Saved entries
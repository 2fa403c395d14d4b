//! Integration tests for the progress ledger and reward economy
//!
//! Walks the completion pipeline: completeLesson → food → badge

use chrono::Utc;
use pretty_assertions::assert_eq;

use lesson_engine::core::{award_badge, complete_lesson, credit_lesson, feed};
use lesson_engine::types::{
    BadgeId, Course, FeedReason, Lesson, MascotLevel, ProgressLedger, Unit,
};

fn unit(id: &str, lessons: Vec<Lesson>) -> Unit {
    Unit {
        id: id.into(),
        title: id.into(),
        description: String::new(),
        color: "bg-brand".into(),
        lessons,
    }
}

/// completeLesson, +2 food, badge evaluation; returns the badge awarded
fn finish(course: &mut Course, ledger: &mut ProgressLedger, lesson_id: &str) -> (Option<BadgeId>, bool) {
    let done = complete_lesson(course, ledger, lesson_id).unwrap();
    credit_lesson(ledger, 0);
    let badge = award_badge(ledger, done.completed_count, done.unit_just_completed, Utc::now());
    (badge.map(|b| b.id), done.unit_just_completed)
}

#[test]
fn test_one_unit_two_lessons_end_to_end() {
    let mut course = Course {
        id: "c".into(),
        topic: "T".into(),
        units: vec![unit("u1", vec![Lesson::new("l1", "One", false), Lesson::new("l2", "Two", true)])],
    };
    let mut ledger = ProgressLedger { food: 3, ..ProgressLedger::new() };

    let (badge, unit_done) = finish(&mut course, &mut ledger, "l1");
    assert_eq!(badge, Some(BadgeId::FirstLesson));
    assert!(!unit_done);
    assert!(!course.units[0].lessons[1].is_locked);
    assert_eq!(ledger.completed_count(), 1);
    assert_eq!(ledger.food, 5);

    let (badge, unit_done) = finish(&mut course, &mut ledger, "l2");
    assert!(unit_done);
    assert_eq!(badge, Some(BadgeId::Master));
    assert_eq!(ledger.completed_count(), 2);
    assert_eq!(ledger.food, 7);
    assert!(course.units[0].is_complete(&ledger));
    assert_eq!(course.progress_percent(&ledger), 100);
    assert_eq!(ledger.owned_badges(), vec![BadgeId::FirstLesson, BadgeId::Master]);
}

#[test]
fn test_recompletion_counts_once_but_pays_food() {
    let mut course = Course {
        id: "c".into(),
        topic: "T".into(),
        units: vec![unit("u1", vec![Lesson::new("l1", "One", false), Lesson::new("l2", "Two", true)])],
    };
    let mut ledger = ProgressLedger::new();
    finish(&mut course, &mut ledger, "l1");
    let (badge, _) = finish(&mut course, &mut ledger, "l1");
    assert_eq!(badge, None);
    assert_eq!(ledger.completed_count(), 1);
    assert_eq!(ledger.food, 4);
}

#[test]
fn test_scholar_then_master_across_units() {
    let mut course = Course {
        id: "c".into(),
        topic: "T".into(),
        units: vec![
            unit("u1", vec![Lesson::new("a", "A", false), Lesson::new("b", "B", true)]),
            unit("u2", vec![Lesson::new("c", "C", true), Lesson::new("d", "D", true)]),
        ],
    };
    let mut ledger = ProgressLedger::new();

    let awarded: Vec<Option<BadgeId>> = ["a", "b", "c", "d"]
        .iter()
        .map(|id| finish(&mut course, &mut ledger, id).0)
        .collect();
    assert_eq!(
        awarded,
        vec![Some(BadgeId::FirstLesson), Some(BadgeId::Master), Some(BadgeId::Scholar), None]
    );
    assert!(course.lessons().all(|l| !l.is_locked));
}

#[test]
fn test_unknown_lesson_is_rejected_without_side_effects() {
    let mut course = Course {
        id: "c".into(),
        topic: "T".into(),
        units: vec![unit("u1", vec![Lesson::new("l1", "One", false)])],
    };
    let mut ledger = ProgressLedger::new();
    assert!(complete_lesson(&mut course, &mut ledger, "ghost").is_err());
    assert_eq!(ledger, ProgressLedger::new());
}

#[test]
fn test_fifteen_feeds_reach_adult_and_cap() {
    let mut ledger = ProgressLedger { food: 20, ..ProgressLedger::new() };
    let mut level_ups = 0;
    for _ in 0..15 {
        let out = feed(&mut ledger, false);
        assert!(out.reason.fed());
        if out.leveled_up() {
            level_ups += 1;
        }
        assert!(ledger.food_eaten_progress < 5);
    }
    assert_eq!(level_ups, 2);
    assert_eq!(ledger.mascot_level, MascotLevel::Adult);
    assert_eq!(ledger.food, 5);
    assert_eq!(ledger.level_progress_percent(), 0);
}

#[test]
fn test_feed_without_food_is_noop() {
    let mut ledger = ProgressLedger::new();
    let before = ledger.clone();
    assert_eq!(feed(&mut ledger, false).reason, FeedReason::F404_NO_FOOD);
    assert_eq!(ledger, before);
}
...
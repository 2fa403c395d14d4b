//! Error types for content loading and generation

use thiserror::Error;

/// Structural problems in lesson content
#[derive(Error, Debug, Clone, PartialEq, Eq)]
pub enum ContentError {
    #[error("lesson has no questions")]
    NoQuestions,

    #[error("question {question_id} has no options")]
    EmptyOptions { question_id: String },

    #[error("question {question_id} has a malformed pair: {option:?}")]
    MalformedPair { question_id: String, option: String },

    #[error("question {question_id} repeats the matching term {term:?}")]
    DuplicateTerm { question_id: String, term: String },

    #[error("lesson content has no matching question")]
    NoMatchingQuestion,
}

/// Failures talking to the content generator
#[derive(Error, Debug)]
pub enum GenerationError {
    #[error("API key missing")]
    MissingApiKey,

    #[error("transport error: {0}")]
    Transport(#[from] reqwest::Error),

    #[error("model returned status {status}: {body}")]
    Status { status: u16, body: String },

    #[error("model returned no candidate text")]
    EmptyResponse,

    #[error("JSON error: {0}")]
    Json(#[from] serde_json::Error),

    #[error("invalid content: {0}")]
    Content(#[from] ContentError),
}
--
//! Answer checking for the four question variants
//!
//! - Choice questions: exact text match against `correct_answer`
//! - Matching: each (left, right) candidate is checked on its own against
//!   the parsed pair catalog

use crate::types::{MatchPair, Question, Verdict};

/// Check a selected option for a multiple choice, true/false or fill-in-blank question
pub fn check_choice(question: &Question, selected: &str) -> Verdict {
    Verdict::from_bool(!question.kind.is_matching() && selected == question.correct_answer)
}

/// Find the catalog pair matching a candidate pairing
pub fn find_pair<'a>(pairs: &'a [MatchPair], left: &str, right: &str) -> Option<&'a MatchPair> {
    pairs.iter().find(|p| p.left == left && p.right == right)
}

**What to work on:** For each line in the entries that holds "Debug", return that line.

**The completed task:**
#[derive(Error, Debug, Clone, PartialEq, Eq)]
#[derive(Error, Debug)]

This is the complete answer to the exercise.